Suejb;23691 wrote:I was familiar with how professional scanning services work and wouldn't want to 'murder' books in that way but I have a home scanner which is effective and wondered about the digital side of storage. (It will take 1 to 2 hours per book to scan but it can be a long project)
If you are prepared to take up the scanning challege, that's a different story. But be aware that it is easy to get bogged down. I'm stalled at 2/3rds the way through scanning an extensive collection of family photographic negatives.
Portable backup drives are very compact and affoardable at this point. So you really don't need to be too concerned about storage or the space it will take up. I have a pair. I keep one at home and one off-site to protect against disaster (house fire, earthquake etc). I periodically synchronize them and then one goes off-site again. BTW, the only thing that makes it a "Backup" drive versus any other harddrive, is that it comes with backup management software.
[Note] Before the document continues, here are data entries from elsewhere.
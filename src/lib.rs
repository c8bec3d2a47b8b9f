//! 身份认证、访问控制与防篡改审计核心
//! 提供凭据、会话、令牌、权限、审计链与安全监控服务

pub mod auth;
pub mod clock;
pub mod config;
pub mod error;
pub mod models;
pub mod repository;
pub mod services;
pub mod state;
pub mod telemetry;
pub mod workers;

pub use error::{AppError, Result};
pub use state::AppState;
impl SessionService {
    /// Rebuild the index from stored sessions that are still Active
    pub fn new(config: &SessionConfig, store: SharedStore, audit: Arc<AuditService>) -> Result<Self> {
        let mut index = SessionIndex::default();
        for session in store.list_sessions()? {
            if session.status == SessionStatus::Active {
                index.insert(session);
            }
        }

        tracing::info!(sessions = index.sessions.len(), "Session index loaded");

        Ok(Self {
            clock: audit.clock().clone(),
            store,
            audit,
            config: config.clone(),
            index: Mutex::new(index),
        })
    }

    fn record_all(&self, events: Vec<AuthEvent>) -> Result<()> {
        for event in events {
            self.audit.record(event)?;
        }
        Ok(())
    }

    fn session_event(kind: AuthEventKind, session: &Session, now: DateTime<Utc>) -> AuthEvent {
        AuthEvent::new(kind, now)
            .user_id(session.user_id)
            .session(session.id)
            .origin(&session.origin)
    }

    /// Move a session to a terminal status; persisted before the index changes
    fn transition(
        &self,
        index: &mut SessionIndex,
        id: Uuid,
        status: SessionStatus,
        reason: &str,
        now: DateTime<Utc>,
    ) -> Result<Option<AuthEvent>> {
        let Some(current) = index.sessions.get(&id) else {
            return Ok(None);
        };
        if current.status != SessionStatus::Active {
            return Ok(None);
        }

        let mut updated = current.clone();
        updated.status = status;
        updated.metadata.insert("revocation_reason".to_string(), reason.into());
        updated.metadata.insert(
            "status_changed_at".to_string(),
            now.to_rfc3339_opts(SecondsFormat::Secs, true).into(),
        );
        self.store.save_session(&updated)?;

        let kind = match status {
            SessionStatus::Expired => AuthEventKind::SessionExpired,
            _ => AuthEventKind::SessionRevoked,
        };
        let event = Self::session_event(kind, &updated, now)
            .meta("status", status.as_str())
            .meta("reason", reason);
        index.sessions.insert(id, updated);

        metrics::counter!("sentinel_session_transitions_total", "status" => status.as_str())
            .increment(1);
        Ok(Some(event))
    }

    /// Expire the session if it has lapsed; true when it did
    fn expire_if_lapsed(
        &self,
        index: &mut SessionIndex,
        id: Uuid,
        now: DateTime<Utc>,
        events: &mut Vec<AuthEvent>,
    ) -> Result<bool> {
        let lapsed = index.sessions.get(&id).is_some_and(|s| s.is_lapsed(now));
        if lapsed {
            let reason = match index.sessions.get(&id) {
                Some(s) if now >= s.expires_at => "ttl_elapsed",
                _ => "activity_timeout",
            };
            events.extend(self.transition(index, id, SessionStatus::Expired, reason, now)?);
        }
        Ok(lapsed)
    }

    /// Open a session. At the concurrency cap the oldest active session is
    /// revoked first; the new login is never rejected.
    pub fn create_session(&self, user: &User, origin: &Origin) -> Result<Session> {
        let now = self.clock.now();

        if !user.is_active || user.is_locked {
            let reason = if user.is_locked { "Account locked" } else { "Account inactive" };
            self.audit.record(
                AuthEvent::new(AuthEventKind::SessionCreated, now)
                    .user(user)
                    .origin(origin)
                    .failed(reason),
            )?;
            return Err(AppError::Forbidden(format!("cannot open session: {}", reason)));
        }

        let mut events = Vec::new();
        let session = {
            let mut index = self.index.lock();

            let owned: Vec<Uuid> = index
                .sessions
                .values()
                .filter(|s| s.user_id == user.id && s.status == SessionStatus::Active)
                .map(|s| s.id)
                .collect();
            let mut active = Vec::new();
            for id in owned {
                if !self.expire_if_lapsed(&mut index, id, now, &mut events)? {
                    active.push(id);
                }
            }
            // 创建时间相同时按 id 排序，淘汰顺序与 HashMap 遍历无关
            active.sort_by_key(|id| (index.sessions.get(id).map(|s| s.created_at), *id));

            let max = self.config.max_concurrent_sessions;
            let excess = (active.len() + 1).saturating_sub(max);
            for id in active.into_iter().take(excess) {
                tracing::info!(
                    user_id = %user.id,
                    session_id = %id,
                    "Revoking oldest session at concurrency limit"
                );
                events.extend(self.transition(
                    &mut index,
                    id,
                    SessionStatus::Revoked,
                    REASON_CONCURRENT_LIMIT,
                    now,
                )?);
            }

            let mut user_agent_hash = Sha256::new();
            user_agent_hash.update(origin.user_agent.as_deref().unwrap_or_default().as_bytes());

            let mut metadata = BTreeMap::new();
            metadata.insert("fixation_protection".to_string(), true.into());
            metadata.insert(
                "token_regenerated_at".to_string(),
                now.to_rfc3339_opts(SecondsFormat::Secs, true).into(),
            );
            metadata.insert(
                "user_agent_hash".to_string(),
                hex::encode(&user_agent_hash.finalize()[..8]).into(),
            );

            let session = Session {
                id: Uuid::new_v4(),
                user_id: user.id,
                token: random_token(SESSION_TOKEN_BYTES),
                csrf_token: random_token(CSRF_TOKEN_BYTES),
                origin: origin.clone(),
                status: SessionStatus::Active,
                created_at: now,
                expires_at: now + Duration::seconds(self.config.ttl_secs),
                last_activity: now,
                activity_timeout_secs: self.config.activity_timeout_secs,
                metadata,
            };
            self.store.save_session(&session)?;
            index.insert(session.clone());

            events.push(
                Self::session_event(AuthEventKind::SessionCreated, &session, now)
                    .username(&user.username),
            );
            session
        };

        self.record_all(events)?;

        metrics::counter!("sentinel_sessions_created_total").increment(1);
        tracing::info!(
            user_id = %user.id,
            session_id = %session.id,
            client_ip = %origin.ip,
            "Session created"
        );

        Ok(session)
    }

    /// Look up an active session by token, refreshing its activity when `touch`
    pub fn validate_session(&self, token: &str, touch: bool) -> Result<Option<Session>> {
        let now = self.clock.now();
        let mut events = Vec::new();

        let result = {
            let mut index = self.index.lock();
            match index.id_for_token(token) {
                None => None,
                Some(id) => {
                    if self.expire_if_lapsed(&mut index, id, now, &mut events)? {
                        None
                    } else {
                        match index.sessions.get(&id) {
                            Some(s) if s.is_active(now) => {
                                let mut session = s.clone();
                                if touch {
                                    session.touch(now);
                                    self.store.save_session(&session)?;
                                    index.sessions.insert(id, session.clone());
                                }
                                Some(session)
                            }
                            _ => None,
                        }
                    }
                }
            }
        };

        self.record_all(events)?;
        Ok(result)
    }

    /// CSRF check against an active session
    pub fn validate_csrf(&self, token: &str, csrf_token: &str) -> Result<bool> {
        Ok(match self.validate_session(token, false)? {
            Some(session) => constant_time_eq(session.csrf_token.as_bytes(), csrf_token.as_bytes()),
            None => false,
        })
    }

    /// Idempotent; only an Active → Revoked transition is recorded
    pub fn revoke(&self, session_id: Uuid, reason: &str) -> Result<bool> {
        let now = self.clock.now();
        let event = {
            let mut index = self.index.lock();
            self.transition(&mut index, session_id, SessionStatus::Revoked, reason, now)?
        };
        let revoked = event.is_some();
        self.record_all(event.into_iter().collect())?;
        if revoked {
            tracing::info!(session_id = %session_id, reason, "Session revoked");
        }
        Ok(revoked)
    }

    /// Revoke by token (logout)
    pub fn revoke_by_token(&self, token: &str, reason: &str) -> Result<Option<Uuid>> {
        let id = self.index.lock().id_for_token(token);
        match id {
            Some(id) if self.revoke(id, reason)? => Ok(Some(id)),
            _ => Ok(None),
        }
    }

    pub fn revoke_all_for_user(&self, user_id: Uuid, except: Option<Uuid>, reason: &str) -> Result<usize> {
        self.end_user_sessions(user_id, except, SessionStatus::Revoked, reason)
    }

    /// Active → Locked for every session of the user
    pub fn lock_sessions_for_user(&self, user_id: Uuid, reason: &str) -> Result<usize> {
        self.end_user_sessions(user_id, None, SessionStatus::Locked, reason)
    }

    fn end_user_sessions(
        &self,
        user_id: Uuid,
        except: Option<Uuid>,
        status: SessionStatus,
        reason: &str,
    ) -> Result<usize> {
        let now = self.clock.now();
        let events = {
            let mut index = self.index.lock();
            let ids: Vec<Uuid> = index
                .sessions
                .values()
                .filter(|s| s.user_id == user_id && Some(s.id) != except)
                .map(|s| s.id)
                .collect();
            let mut events = Vec::new();
            for id in ids {
                events.extend(self.transition(&mut index, id, status, reason, now)?);
            }
            events
        };

        let count = events.len();
        self.record_all(events)?;
        if count > 0 {
            tracing::info!(%user_id, count, status = status.as_str(), reason, "User sessions ended");
        }
        Ok(count)
    }

    fn extension(&self, hours: i64) -> Result<Duration> {
        let max = self.config.max_extension_hours;
        if hours <= 0 || hours > max {
            return Err(AppError::field(
                "hours",
                "range",
                &format!("extension must be between 1 and {} hours", max),
            ));
        }
        Duration::try_hours(hours)
            .ok_or_else(|| AppError::field("hours", "range", "extension is out of range"))
    }

    /// Push the absolute expiry to now + `hours` (1..=`max_extension_hours`).
    /// `None` when the token is unknown or the session is no longer active.
    pub fn extend_session(&self, token: &str, hours: i64) -> Result<Option<Session>> {
        let extension = self.extension(hours)?;
        let now = self.clock.now();
        let expires_at = now
            .checked_add_signed(extension)
            .ok_or_else(|| AppError::field("hours", "range", "extension is out of range"))?;
        let mut events = Vec::new();

        let result = {
            let mut index = self.index.lock();
            let Some(id) = index.id_for_token(token) else {
                return Ok(None);
            };
            if self.expire_if_lapsed(&mut index, id, now, &mut events)? {
                None
            } else {
                match index.sessions.get(&id) {
                    Some(s) if s.is_active(now) => {
                        let mut session = s.clone();
                        session.touch(now);
                        session.expires_at = expires_at;
                        self.store.save_session(&session)?;
                        index.sessions.insert(id, session.clone());
                        events.push(
                            Self::session_event(AuthEventKind::SessionExtended, &session, now)
                                .meta("hours", hours),
                        );
                        Some(session)
                    }
                    _ => None,
                }
            }
        };

        self.record_all(events)?;
        Ok(result)
    }

    pub fn user_sessions(&self, user_id: Uuid, active_only: bool) -> Result<Vec<Session>> {
        let now = self.clock.now();
        let mut sessions: Vec<Session> = self
            .store
            .list_sessions()?
            .into_iter()
            .filter(|s| s.user_id == user_id && (!active_only || s.is_active(now)))
            .collect();
        sessions.sort_by_key(|s| s.created_at);
        Ok(sessions)
    }

    pub fn active_session_count(&self) -> usize {
        let now = self.clock.now();
        self.index
            .lock()
            .sessions
            .values()
            .filter(|s| s.is_active(now))
            .count()
    }

    /// Expire lapsed sessions and drop terminal ones from the index
    pub fn sweep_expired(&self) -> Result<usize> {
        let now = self.clock.now();
        let mut events = Vec::new();
        {
            let mut index = self.index.lock();
            let ids: Vec<Uuid> = index.sessions.keys().copied().collect();
            for id in ids {
                self.expire_if_lapsed(&mut index, id, now, &mut events)?;
            }

            let terminal: Vec<(Uuid, String)> = index
                .sessions
                .values()
                .filter(|s| s.status != SessionStatus::Active)
                .map(|s| (s.id, s.token.clone()))
                .collect();
            for (id, token) in terminal {
                index.sessions.remove(&id);
                index.by_token.remove(&token);
            }
            metrics::gauge!("sentinel_active_sessions").set(index.sessions.len() as f64);
        }

        let expired = events.len();
        self.record_all(events)?;
        if expired > 0 {
            tracing::info!(expired, "Expired sessions swept");
        }
        Ok(expired)
    }
}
Here is one example of a portable backup drive: Seagate Backup Plus 5TB Portable
I did a quick calculation, and I estimate that all 1000 volumes of your collection could be stored as scans in about 1.5 TB max; likely far less than that.
There may be a better option than scanning the books on a desktop scanner. Putting a bound book in a scanner, you are going to get serious distortion near the binding as the page leaves the glass, which is the focus point of the scanner. Anything that is not flat against the glass, be it text or photo, is going to be distorted and likely out of focus. There's another way. Use your cell phone to photograph the pages, the distrortion will be far-less severe. I do this all the time for myself and within the family. Snapshotting the recipe before going to the store is easier than making a shopping list. And on occasion I've shared a recipe in one of my books with a family member.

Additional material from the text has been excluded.